We boiled water for coffee on our gas stove and embarked driving in our pajamas on an area reconnaissance. The traffic lights were dead.
We live in Oakley, an unglamorous working-class East Asheville neighborhood jammed with houses and trees. In the fullness of time Helene would prove to have been a sort of Appalachian Tunguska Event, toppling incalculable tons of timber. In the coming days we’d encounter road after road choked with shattered trees and the chainsaw-wielding neighbors going at them in exhausted teams. So we didn’t realize at first how weird it was that we were able to drive all the way down to where Fairview Road disappeared under water. The winding two-lane road narrowed to one-lane here and there, accommodating cracked trees barging into traffic like comatose drunks still messy from last night’s party, festooned in power lines or leaning on them. The drivers were polite, cautious, patient. We parked at an apartment complex we’d once protested the construction of and walked down with the rest of the awestruck, as though on a pilgrimage to the water.

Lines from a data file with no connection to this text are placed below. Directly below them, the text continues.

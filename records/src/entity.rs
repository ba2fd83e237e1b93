// Copyright (c) 2020 White Leaf
//
// This software is released under the MIT License.
// https://opensource.org/licenses/MIT

use prettytable::{cell, format::consts::FORMAT_NO_LINESEP, row, Table};
use std::collections::{BTreeMap, HashMap};

/// A cleaned record that can be previewed on the terminal
pub trait Entity {
    type Id;

    /// Header of the id row in previews
    const ID_COLUMN: &'static str = "id";

    fn get_id(&self) -> Self::Id;
    fn get_data(&self) -> HashMap<String, String> {
        Default::default()
    }
}

pub trait ToTable {
    fn to_table(&self) -> Table;
}

/// Blank fields are left out, the rest sorted by name
impl<I: ToString, E: Entity<Id = I>> ToTable for E {
    fn to_table(&self) -> Table {
        let mut data: Vec<_> = self
            .get_data()
            .into_iter()
            .filter(|(_, val)| !val.is_empty())
            .collect();
        data.sort();

        let mut table = Table::new();
        table.set_titles(row![E::ID_COLUMN, self.get_id()]);

        for (key, val) in data {
            table.add_row(row![key, val]);
        }

        table.set_format(*FORMAT_NO_LINESEP);
        table
    }
}

impl<K, V> ToTable for BTreeMap<K, V>
where
    K: ToString,
    V: ToString,
{
    fn to_table(&self) -> Table {
        let mut table = Table::new();

        for (key, val) in self {
            table.add_row(row![key, val]);
        }

        table.set_format(*FORMAT_NO_LINESEP);
        table
    }
}

#[cfg(test)]
mod tests {
    use super::*;
    use common_macros::hash_map;

    struct Sample;

    impl Entity for Sample {
        type Id = i32;
        const ID_COLUMN: &'static str = "movie_id";

        fn get_id(&self) -> Self::Id {
            862
        }

        fn get_data(&self) -> HashMap<String, String> {
            hash_map! {
                "title".into() => "Toy Story".into(),
                "budget".into() => "30000000".into(),
                "tagline".into() => String::new(),
            }
        }
    }

    #[test]
    fn entity_table_skips_blank_fields() {
        let table = Sample.to_table();
        assert_eq!(table.len(), 2);

        let first = table.get_row(0).unwrap();
        assert_eq!(first.get_cell(0).unwrap().get_content(), "budget");

        let rendered = table.to_string();
        assert!(rendered.contains("movie_id"));
        assert!(rendered.contains("862"));
        assert!(rendered.contains("Toy Story"));
        assert!(!rendered.contains("tagline"));
    }

    #[test]
    fn map_table_keeps_key_order() {
        let mut map = BTreeMap::new();
        map.insert("b", 2);
        map.insert("a", 1);

        let rendered = map.to_table().to_string();
        let a = rendered.find('a').unwrap();
        let b = rendered.find('b').unwrap();
        assert!(a < b);
    }
}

It was a proper river, lapping on our side the back door of a brewery we used to work for and, on the other, some couple hundred feet away, the front door of a brewery we weren’t crazy about. The railroad crossing posts flashed and sounded incessantly, up to their clanging mouths in swollen Sweeten Creek. A. took pictures. I sipped coffee, exclaimed, smiled foolishly. Disasters are always fun at first, I find, before they are unbearable. The imposition of the tremendous into the mundane. I’m thinking now of the Coors Light commercial from several years back—it’s one of A.’s favorite commercial moments—in which a magical ice-cold Coors Light train conducted by L.L. Cool J bursts out through the side of a snowy mountain, across a desert and into the parlor of a house. We inhabit a predictable world all in all, but every now and then an ice-cold beer train smashes onto the scene.
Our friends who’d left for Chicago the day before lived on the other side of the flood. “We’re not gonna get to feed Chomsky for a while,” I said.
We read books on the window seat in the snuggery upstairs. For an hour or two we’d had cell service, dispatched frantic texts to one another, nobody’s pictures transmitting, many of us unreachable. But the signals had all blinked out by early afternoon. We’d had water, too, for a second, and—I thought—a whole hot-water-heater-tank of the stuff, to boot. But then we lost pressure and the pipes went dry. Turn the spigot and hear a deathly metallic wheeze, then nothing.
No power, water, internet, phone. But property intact, neighbors to hand, sunlight glistening in the drooping wet leaves of the willow’s effusion just on the other side of the window seat’s windows. We were toe-deep in the water.
The suspense is killing me!
I love your personal description of the disaster, Devin.